Drones: Unpiloted composite vehicles head out to sea
Although the term drone for the most part has been synonymous with machines built to fly, sailboat drones designed and built by Saildrone (Alameda, CA, US) are poised to replace for expensive (and manned) research ships and stationary buoy systems that now gather marine data.
Although the term drone for the most part has been synonymous with unmanned aerial vehicle (UAV) — that is, machines built to fly — the concept is being freshly applied to craft designed with the help of advanced composite materials to operate autonomously or semi-autonomously in marine and terrestrial environments as well.
A case in point are the sailboat drones designed and built by Saildrone (Alameda, CA, US), a marine robotics company founded in 2012. The company has built a fleet of about 20 of the semi-autonomous craft. They are intended as replacements for expensive (and manned) research ships and stationary buoy systems now deployed around the globe to gather data on everything from weather to fishery populations.
The sailboat drones are equipped with an array of instruments, including sonar and other sensors, for measuring water temperature, wave height, salinity and carbon dioxide levels. An onboard computer stores and transmits data and also steers the craft via a GPS downlink. Thirty watts of power are supplied by lithium-ion batteries, which are charged by solar panels installed in the 4.6m tall sail, manufactured in-house by Saildrone from carbon fiber composite skins, using an unspecified process. The boat’s other composite components include a carbon fiber mast, boom and tabbed tail fin — the latter, a sort of unmanned, above-water rudder, responsible for keeping the ship trim to the wind at all times.
Saildrone fabricates parts from a variety of stock and custom tubing manufactured by a West Coast supplier. That supplier reportedly uses roll-wrapped prepreg and a toughened epoxy, supplied by Mitsubishi Chemical Carbon Fiber and Composites (Irvine, CA, US). Ordinarily, the tubes are oven-cured on a metal mandrel.

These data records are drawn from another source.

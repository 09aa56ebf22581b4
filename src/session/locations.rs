//! Location index lifecycle: started on book ready, progress, completion.

use log::{debug, info};

use crate::engine::{EngineError, EventKind, EventSource, RenderingEngine};

use super::ReadingSession;

/// State of the page-number ↔ CFI index for the active book.
#[derive(Debug, Clone, Copy, Default, PartialEq, Eq)]
pub enum LocationIndex {
    #[default]
    NotStarted,
    Building {
        /// Percentage 0..=100, never decreasing.
        progress: u8,
    },
    Ready {
        total: usize,
    },
}

impl LocationIndex {
    pub fn is_ready(self) -> bool {
        matches!(self, LocationIndex::Ready { .. })
    }

    pub fn progress(self) -> u8 {
        match self {
            LocationIndex::NotStarted => 0,
            LocationIndex::Building { progress } => progress,
            LocationIndex::Ready { .. } => 100,
        }
    }

    pub fn total(self) -> Option<usize> {
        match self {
            LocationIndex::Ready { total } => Some(total),
            _ => None,
        }
    }
}

impl<E: RenderingEngine> ReadingSession<E> {
    /// Kick off index generation. Called once per book, after it reports ready.
    pub(super) fn start_index_build(&mut self) -> Result<(), EngineError> {
        let Some(active) = self.active.as_mut() else {
            return Ok(());
        };
        if active.index != LocationIndex::NotStarted {
            debug!("locations: build already started, ignoring");
            return Ok(());
        }
        let book = active.book;
        active.index = LocationIndex::Building { progress: 0 };

        let source = EventSource::Book(book);
        self.subs.subscribe(
            &mut self.engine,
            self.generation,
            source,
            EventKind::LocationsProgress,
        );
        self.subs.subscribe(
            &mut self.engine,
            self.generation,
            source,
            EventKind::LocationsGenerated,
        );
        info!(
            "locations: generating (density={}, generation={})",
            self.config.location_density, self.generation.0
        );
        self.engine
            .generate_locations(book, self.config.location_density)
    }

    pub(super) fn on_index_progress(&mut self, fraction: f64) {
        let Some(active) = self.active.as_mut() else {
            return;
        };
        if let LocationIndex::Building { progress } = &mut active.index {
            let pct = (fraction * 100.0).round().clamp(0.0, 100.0) as u8;
            *progress = (*progress).max(pct);
            debug!("locations: progress {}%", *progress);
        }
    }

    pub(super) fn on_index_generated(&mut self, result: Result<usize, EngineError>) {
        let total = match result {
            Ok(total) => total,
            Err(e) => {
                self.fail_load(e);
                return;
            }
        };
        let Some(active) = self.active.as_mut() else {
            return;
        };
        // Ready reports 100% progress, so the bar completes with the index.
        active.index = LocationIndex::Ready { total };
        active.position.total_pages = total;
        self.subs.unsubscribe_kind(&mut self.engine, EventKind::LocationsProgress);
        self.subs.unsubscribe_kind(&mut self.engine, EventKind::LocationsGenerated);
        info!("locations: ready, {total} pages");
        self.refresh_current_page();
    }
}
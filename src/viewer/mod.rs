//! Interactive terminal reader.
//!
//! Screens:
//!   Upload   : path prompt (the file picker)
//!   Reading  : page view, loading overlay while the location index builds,
//!              menu panel (contents / settings) toggled with `t`
//!   row rows-1 : status bar (title, page n of N, typography, flash messages)
//!
//! The viewer drives a [`ReadingSession`] over the scripted engine. Each loop
//! iteration drains engine notifications with `pump()`, turns session notices
//! into localized flash messages, and redraws when anything changed.

mod input;
mod state;
mod terminal;

use std::path::{Path, PathBuf};
use std::time::Duration;

use crossterm::{
    event::{self, Event, KeyEvent, KeyEventKind},
    terminal as crossterm_terminal,
};
use log::{debug, info, warn};

use crate::config::Config;
use crate::engine::scripted::ScriptedEngine;
use crate::engine::{DisplayTarget, Spread};
use crate::i18n::Localizer;
use crate::session::{Direction, MenuTab, Notice, Phase, ReadingSession, accepts_file};
use crate::theme;

use input::{
    PageInputAction, UploadAction, ViewerAction, map_page_input_key, map_reading_key,
    map_upload_key,
};
use state::{Layout, ViewerMode, ViewerState};
use terminal::{MenuLine, MenuPanel, UploadScreen};

const POLL_INTERVAL: Duration = Duration::from_millis(50);

type Session = ReadingSession<ScriptedEngine>;

/// Run the terminal reader, optionally opening `book` right away.
pub fn run(config: Config, book: Option<PathBuf>) -> anyhow::Result<()> {
    terminal::check_tty()?;

    let theme = theme::get(&config.theme)
        .ok_or_else(|| anyhow::anyhow!("unknown theme '{}'", config.theme))?;
    let mut i18n = Localizer::new(config.locales_dir.clone());
    i18n.set_locale(&config.locale);

    let mut session = ReadingSession::new(
        ScriptedEngine::new(),
        DisplayTarget::new("viewer"),
        config.reader.clone(),
        theme,
    );

    let winsize = crossterm_terminal::window_size()
        .map_err(|e| anyhow::anyhow!("failed to get terminal size: {e}"))?;
    let mut layout = state::compute_layout(winsize.columns, winsize.rows, winsize.width);
    session.set_viewport_width(layout.viewport_px);

    let mut guard = terminal::RawGuard::enter()?;
    let mut vs = ViewerState::new();

    if let Some(path) = book {
        open_book(&mut session, &mut vs, &i18n, &path);
    }

    let mut dirty = true;
    loop {
        if session.pump() > 0 {
            dirty = true;
        }
        if collect_notices(&mut session, &mut vs, &i18n) {
            dirty = true;
        }
        if sync_mode(&session, &mut vs) {
            dirty = true;
        }
        if dirty {
            redraw(&layout, &session, &vs, &i18n)?;
            dirty = false;
        }

        if !event::poll(POLL_INTERVAL)? {
            continue;
        }
        let ev = event::read()?;
        debug!("event: {:?}", ev);
        match ev {
            Event::Key(key) if key.kind == KeyEventKind::Press => {
                vs.flash = None;
                if handle_key(key, &mut session, &mut vs, &i18n) {
                    break;
                }
                dirty = true;
            }
            Event::Resize(cols, rows) => {
                let px = crossterm_terminal::window_size()
                    .map(|w| w.width)
                    .unwrap_or(0);
                layout = state::compute_layout(cols, rows, px);
                session.set_viewport_width(layout.viewport_px);
                dirty = true;
            }
            _ => {}
        }
    }

    session.close_book();
    guard.cleanup();
    Ok(())
}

Recently, two of the 7m-long, 0.5-MT drones completed the longest voyage to date, returning to San Francisco Bay after an 8-month, 7,000-km round trip to the equatorial Pacific. The mission’s directive, conducted in collaboration with the National Oceanic and Atmospheric Admin. (NOAA, Boulder, CO, US), was to take temperature and other measurements of the currents associated with the climate-disrupting system known in North America as El Niño. For the past 40 years, these measurements have been provided by a NOOA-maintained grid of buoys moored to the Pacific sea floor, called the Tropical Atmosphere Ocean (TAO) array. In recent years, however, the TAO array has degraded due to marine growth and destruction wreaked by fishing trawlers. It is expected that the mobile saildrones will be able to provide more readings, over a wider range, with greater accuracy than the aging buoy system.